"We thought you and River would like to visit your mom, " Zane added.

River met her gaze. Kenna's throat closed. For a moment, she wanted to tell them no. She wanted to remain clueless because then she wouldn't have to face the pain that she'd already lived through.

But, it was her mom.

She missed her more than she'd ever be able to verbalize. There was a hole in her heart that would always ache when she thought of her mother.

"Okay." She nodded at River.

They needed to see where her ashes were placed. They needed to say goodbye—something they should've been allowed to do when they were eleven and twelve years old.

She wrapped her arms around Kingsley and pressed tightly against his back. There were too many changes. Too many information bombs. Too many emotions beating inside her.

It took no time to get to the cemetery. The area was familiar to her, and yet she never set foot in the place before.

Gravesites were uniformly spread out over the area, but Kingsley rolled through the middle of the cemetery, beyond a small white building that looked like an old church, and stopped near a concrete wall.

River jumped off Zane's motorcycle and rushed to her. "Dad had her cremated?"

"I guess so." She frowned at the wall.

The surface was covered by small squares, row after row, at least ten deep and fifty long. Each square had a name and birth/death dates.

"I always imagined she was buried somewhere," mumbled River. "This is weird."

The heaviness in Kenna's chest increased. She, too, always imagined her mom in a casket. It physically hurt that the truth was different than what she was led to believe.

There was no funeral, no flowers, no goodbyes.

Kingsley took her hand and led her to the wall. She read names, holding her breath. Even though she wanted to find where her mom was laid to rest, she held out hope that she wasn't here. That her dad hadn't put her inside a slim wall and forgot about her.

"I don't see anything." River walked around the structure. "There's more names on this side."

Kenna followed her sister, barely reading the names. Some of the squares had flowers stuck inside a hole under the nameplate. Some of them wilted and dried like forgotten promises.

River dropped to her knees. "I think this is her."

Kenna stepped closer and read. "Louanne Carpenter?"

"The date's correct." River rubbed the pad of her thumb over the name, wiping the dust off the front. "But once again, one of our parents has a different last name than us."

"That's why we couldn't find any information about her death," muttered Kenna.

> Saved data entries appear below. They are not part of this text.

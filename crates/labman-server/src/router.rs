//! Router: dispatches JSON-RPC requests to services.

use labman_protocol::methods::is_known_method;
use labman_protocol::{HandlerResult, RpcError, RpcErrorCode, RpcNotification};
use labman_services::{Notifier, Service};
use parking_lot::RwLock;
use serde_json::Value;
use std::sync::Arc;
use tokio::sync::broadcast;
use tracing::info;

use crate::stdio::RequestHandler;

/// The lab server: owns services and routes requests.
pub struct LabServer {
    /// Registered services (boxed for object safety)
    services: Vec<Box<dyn ServiceDyn>>,
    state: RwLock<ServerState>,
    /// Notification sender (for broadcasting to clients)
    notification_tx: Option<broadcast::Sender<String>>,
}

#[derive(Debug, Clone, Copy, PartialEq, Eq)]
enum ServerState {
    Uninitialized,
    Running,
    Shutdown,
}

/// Object-safe wrapper for the Service trait.
trait ServiceDyn: Send + Sync {
    fn namespace_dyn(&self) -> &str;
    fn handle_dyn<'a>(
        &'a self,
        method: &'a str,
        params: Option<Value>,
    ) -> std::pin::Pin<Box<dyn std::future::Future<Output = HandlerResult> + Send + 'a>>;
    fn init_dyn(
        &self,
    ) -> std::pin::Pin<Box<dyn std::future::Future<Output = Result<(), Box<dyn std::error::Error + Send + Sync>>> + Send + '_>>;
    fn shutdown_dyn(
        &self,
    ) -> std::pin::Pin<Box<dyn std::future::Future<Output = ()> + Send + '_>>;
}

impl<T: Service> ServiceDyn for T {
    fn namespace_dyn(&self) -> &str {
        self.namespace()
    }
    fn handle_dyn<'a>(
        &'a self,
        method: &'a str,
        params: Option<Value>,
    ) -> std::pin::Pin<Box<dyn std::future::Future<Output = HandlerResult> + Send + 'a>> {
        Box::pin(self.handle(method, params))
    }
    fn init_dyn(
        &self,
    ) -> std::pin::Pin<Box<dyn std::future::Future<Output = Result<(), Box<dyn std::error::Error + Send + Sync>>> + Send + '_>> {
        Box::pin(self.init())
    }
    fn shutdown_dyn(
        &self,
    ) -> std::pin::Pin<Box<dyn std::future::Future<Output = ()> + Send + '_>> {
        Box::pin(self.shutdown())
    }
}

impl LabServer {
    pub fn new() -> Self {
        Self {
            services: Vec::new(),
            state: RwLock::new(ServerState::Uninitialized),
            notification_tx: None,
        }
    }

    /// Register a service with the server.
    pub fn register_service<S: Service + 'static>(&mut self, service: S) {
        info!("Registering service: {}", service.namespace());
        self.services.push(Box::new(service));
    }

    /// Set the notification sender for broadcasting.
    pub fn set_notification_sender(&mut self, tx: broadcast::Sender<String>) {
        self.notification_tx = Some(tx);
    }

    /// Forward every lifecycle event published on `notifier` to clients.
    pub fn attach_notifier(&self, notifier: &Notifier) {
        if let Some(tx) = self.notification_tx.clone() {
            notifier.subscribe(Arc::new(move |method: &str, params: Value| {
                emit(&tx, method, Some(params));
            }));
        }
    }

    /// Initialize all services.
    pub async fn initialize(&self) -> Result<(), Box<dyn std::error::Error + Send + Sync>> {
        for service in &self.services {
            service.init_dyn().await?;
        }

        *self.state.write() = ServerState::Running;
        info!("Lab server initialized ({} services)", self.services.len());
        Ok(())
    }

    /// Shutdown all services.
    pub async fn shutdown(&self) {
        {
            let mut state = self.state.write();
            if *state == ServerState::Shutdown {
                return;
            }
            *state = ServerState::Shutdown;
        }

        info!("Shutting down lab server...");
        for service in &self.services {
            service.shutdown_dyn().await;
        }
        info!("Lab server shutdown complete");
    }

    /// Route a request to the appropriate service.
    async fn route_request(&self, method: &str, params: Option<Value>) -> HandlerResult {
        if !is_known_method(method) {
            return Err(RpcError::method_not_found(method));
        }
        let namespace = method.split('/').next().unwrap_or("");

        // First: exact namespace match
        for service in &self.services {
            if service.namespace_dyn() == namespace {
                return service.handle_dyn(method, params).await;
            }
        }

        // Fallback: try all services for multi-namespace handlers
        // (LabService also serves config/* and notebook/*)
        for service in &self.services {
            match service.handle_dyn(method, params.clone()).await {
                Err(e) if e.error_code() == RpcErrorCode::MethodNotFound => continue,
                result => return result,
            }
        }

        Err(RpcError::method_not_found(method))
    }
}

impl Default for LabServer {
    fn default() -> Self {
        Self::new()
    }
}

fn emit(tx: &broadcast::Sender<String>, method: &str, params: Option<Value>) {
    let notification = RpcNotification::new(method, params);
    if let Ok(json) = serde_json::to_string(&notification) {
        // No receivers is fine: nobody is listening yet.
        let _ = tx.send(json);
    }
}

impl RequestHandler for LabServer {
    async fn handle_request(&self, method: &str, params: Option<Value>) -> HandlerResult {
        let state = *self.state.read();
        match state {
            ServerState::Shutdown => return Err(RpcError::shutting_down()),
            ServerState::Uninitialized => return Err(RpcError::not_initialized()),
            ServerState::Running => {}
        }

        self.route_request(method, params).await
    }
}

"Carpenter?" said Zane. "Are you sure?"

"It says it right here. The dates for the birth and death are right." Kenna swallowed. "There's less than three thousand people who live here. It has to be her."

"Hell," mumbled Kingsley.

Straightening, she looked at Kingsley and then Zane. "What's wrong?"

Kingsley scratched his beard. "I think we just found out why my dad owed your dad a favor."

"What do you mean?" She turned away from the memorial wall.

He cupped her face and kissed her. "We'll talk more when we get home. Take this time with your sister and see where your mom rests."

Kingsley walked back to the Harley and lit a cigarette. Zane joined him, leaving River with her. She tried to figure out what the men meant.